BEGIN SUPPLIED DATA
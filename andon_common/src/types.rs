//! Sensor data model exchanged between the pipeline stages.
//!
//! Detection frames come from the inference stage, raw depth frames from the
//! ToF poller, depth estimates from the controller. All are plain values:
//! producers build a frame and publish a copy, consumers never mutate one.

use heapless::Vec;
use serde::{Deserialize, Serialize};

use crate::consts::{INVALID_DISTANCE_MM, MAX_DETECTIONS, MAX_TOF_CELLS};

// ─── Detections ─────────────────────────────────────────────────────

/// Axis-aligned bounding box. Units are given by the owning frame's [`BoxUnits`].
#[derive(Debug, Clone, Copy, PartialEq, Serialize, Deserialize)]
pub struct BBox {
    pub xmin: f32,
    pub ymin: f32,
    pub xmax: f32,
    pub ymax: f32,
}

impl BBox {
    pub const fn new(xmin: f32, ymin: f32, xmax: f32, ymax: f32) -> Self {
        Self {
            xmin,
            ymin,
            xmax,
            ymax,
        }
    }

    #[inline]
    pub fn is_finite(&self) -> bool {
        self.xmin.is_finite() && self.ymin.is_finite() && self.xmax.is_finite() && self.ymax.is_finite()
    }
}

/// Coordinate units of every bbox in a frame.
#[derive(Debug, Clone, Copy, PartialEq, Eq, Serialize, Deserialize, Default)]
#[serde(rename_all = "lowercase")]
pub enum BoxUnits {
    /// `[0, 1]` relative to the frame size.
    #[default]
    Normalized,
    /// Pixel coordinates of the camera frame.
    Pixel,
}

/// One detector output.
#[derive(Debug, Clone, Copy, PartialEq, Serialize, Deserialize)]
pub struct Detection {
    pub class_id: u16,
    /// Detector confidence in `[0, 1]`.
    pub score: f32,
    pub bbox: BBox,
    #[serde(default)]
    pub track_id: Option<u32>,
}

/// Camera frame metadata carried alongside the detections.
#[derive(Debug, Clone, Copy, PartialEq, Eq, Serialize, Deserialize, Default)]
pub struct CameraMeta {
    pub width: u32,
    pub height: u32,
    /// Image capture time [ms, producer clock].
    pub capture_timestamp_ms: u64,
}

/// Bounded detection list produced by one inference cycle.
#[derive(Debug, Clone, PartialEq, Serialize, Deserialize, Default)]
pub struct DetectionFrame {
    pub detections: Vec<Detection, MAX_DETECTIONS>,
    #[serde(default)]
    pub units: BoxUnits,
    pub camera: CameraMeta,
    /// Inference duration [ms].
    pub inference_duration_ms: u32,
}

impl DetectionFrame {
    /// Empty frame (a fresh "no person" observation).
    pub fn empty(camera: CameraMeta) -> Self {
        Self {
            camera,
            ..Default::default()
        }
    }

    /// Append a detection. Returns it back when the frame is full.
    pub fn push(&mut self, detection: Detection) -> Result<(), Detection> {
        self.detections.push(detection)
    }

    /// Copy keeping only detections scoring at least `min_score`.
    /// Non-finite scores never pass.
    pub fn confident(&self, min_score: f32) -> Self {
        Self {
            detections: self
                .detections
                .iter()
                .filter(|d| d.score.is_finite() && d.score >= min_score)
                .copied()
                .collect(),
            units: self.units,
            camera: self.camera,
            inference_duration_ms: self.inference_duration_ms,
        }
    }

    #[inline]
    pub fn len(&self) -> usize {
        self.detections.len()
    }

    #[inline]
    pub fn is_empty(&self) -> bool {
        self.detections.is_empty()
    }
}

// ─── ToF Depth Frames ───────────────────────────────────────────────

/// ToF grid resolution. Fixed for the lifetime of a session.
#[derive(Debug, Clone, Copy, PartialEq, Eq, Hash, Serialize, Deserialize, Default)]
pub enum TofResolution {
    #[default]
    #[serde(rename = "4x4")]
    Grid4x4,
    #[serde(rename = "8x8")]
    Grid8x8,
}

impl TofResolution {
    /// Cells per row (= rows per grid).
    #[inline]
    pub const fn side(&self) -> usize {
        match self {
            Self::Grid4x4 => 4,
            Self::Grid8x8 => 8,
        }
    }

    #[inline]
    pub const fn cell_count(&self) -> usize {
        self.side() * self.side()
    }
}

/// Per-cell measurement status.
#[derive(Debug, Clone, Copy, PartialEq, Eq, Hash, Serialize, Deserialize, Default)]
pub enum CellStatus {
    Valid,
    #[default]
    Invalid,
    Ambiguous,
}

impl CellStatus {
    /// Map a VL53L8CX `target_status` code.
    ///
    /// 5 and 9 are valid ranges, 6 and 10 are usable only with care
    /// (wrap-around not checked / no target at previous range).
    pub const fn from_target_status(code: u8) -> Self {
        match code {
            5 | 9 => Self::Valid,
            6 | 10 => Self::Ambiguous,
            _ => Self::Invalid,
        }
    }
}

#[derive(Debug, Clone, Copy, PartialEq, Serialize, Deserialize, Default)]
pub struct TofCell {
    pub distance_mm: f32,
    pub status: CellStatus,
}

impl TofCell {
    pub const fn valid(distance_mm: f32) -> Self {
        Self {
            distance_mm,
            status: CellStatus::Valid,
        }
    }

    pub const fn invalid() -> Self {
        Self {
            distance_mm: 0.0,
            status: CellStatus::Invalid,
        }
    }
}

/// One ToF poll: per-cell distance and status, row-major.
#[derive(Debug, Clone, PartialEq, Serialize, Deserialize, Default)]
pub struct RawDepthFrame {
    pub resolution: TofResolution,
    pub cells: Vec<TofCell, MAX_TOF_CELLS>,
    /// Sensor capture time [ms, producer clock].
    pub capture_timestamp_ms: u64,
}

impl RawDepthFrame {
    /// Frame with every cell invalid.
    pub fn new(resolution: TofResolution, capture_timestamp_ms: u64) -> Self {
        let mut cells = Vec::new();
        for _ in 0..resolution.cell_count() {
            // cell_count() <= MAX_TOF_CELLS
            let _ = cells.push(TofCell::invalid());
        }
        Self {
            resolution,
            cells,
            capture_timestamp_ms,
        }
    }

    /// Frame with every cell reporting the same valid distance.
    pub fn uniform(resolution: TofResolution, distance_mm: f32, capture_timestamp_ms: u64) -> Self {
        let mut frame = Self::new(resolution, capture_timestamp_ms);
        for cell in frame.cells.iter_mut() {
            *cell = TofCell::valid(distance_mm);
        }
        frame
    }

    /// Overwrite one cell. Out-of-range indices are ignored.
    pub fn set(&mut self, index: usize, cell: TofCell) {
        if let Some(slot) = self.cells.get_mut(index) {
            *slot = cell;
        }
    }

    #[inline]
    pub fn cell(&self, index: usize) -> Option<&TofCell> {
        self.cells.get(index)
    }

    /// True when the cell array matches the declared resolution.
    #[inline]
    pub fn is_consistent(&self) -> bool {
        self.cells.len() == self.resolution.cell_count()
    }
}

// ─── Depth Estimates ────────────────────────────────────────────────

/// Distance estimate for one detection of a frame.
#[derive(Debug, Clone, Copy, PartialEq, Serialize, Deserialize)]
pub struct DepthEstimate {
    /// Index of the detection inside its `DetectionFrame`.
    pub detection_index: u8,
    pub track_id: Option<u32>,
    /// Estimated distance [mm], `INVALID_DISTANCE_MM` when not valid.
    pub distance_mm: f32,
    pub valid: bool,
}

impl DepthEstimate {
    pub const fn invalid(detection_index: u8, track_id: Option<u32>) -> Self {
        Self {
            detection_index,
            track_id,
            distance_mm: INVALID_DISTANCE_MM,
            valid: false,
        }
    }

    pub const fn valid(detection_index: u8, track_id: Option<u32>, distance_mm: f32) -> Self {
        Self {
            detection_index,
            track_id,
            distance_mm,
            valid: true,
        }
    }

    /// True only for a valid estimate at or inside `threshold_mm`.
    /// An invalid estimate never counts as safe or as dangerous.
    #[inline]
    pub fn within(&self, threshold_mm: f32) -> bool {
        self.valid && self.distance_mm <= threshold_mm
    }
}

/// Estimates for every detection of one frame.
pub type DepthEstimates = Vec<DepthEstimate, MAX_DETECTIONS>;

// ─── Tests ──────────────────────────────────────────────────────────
END SUPPLIED DATA
The answer is the lines above between the line holding "Copy keeping only" and the line holding "pub fn is_empty(&self)", inclusive, each written out exactly, and no others.

    /// Copy keeping only detections scoring at least `min_score`.
    /// Non-finite scores never pass.
    pub fn confident(&self, min_score: f32) -> Self {
        Self {
            detections: self
                .detections
                .iter()
                .filter(|d| d.score.is_finite() && d.score >= min_score)
                .copied()
                .collect(),
            units: self.units,
            camera: self.camera,
            inference_duration_ms: self.inference_duration_ms,
        }
    }

    #[inline]
    pub fn len(&self) -> usize {
        self.detections.len()
    }

    #[inline]
    pub fn is_empty(&self) -> bool {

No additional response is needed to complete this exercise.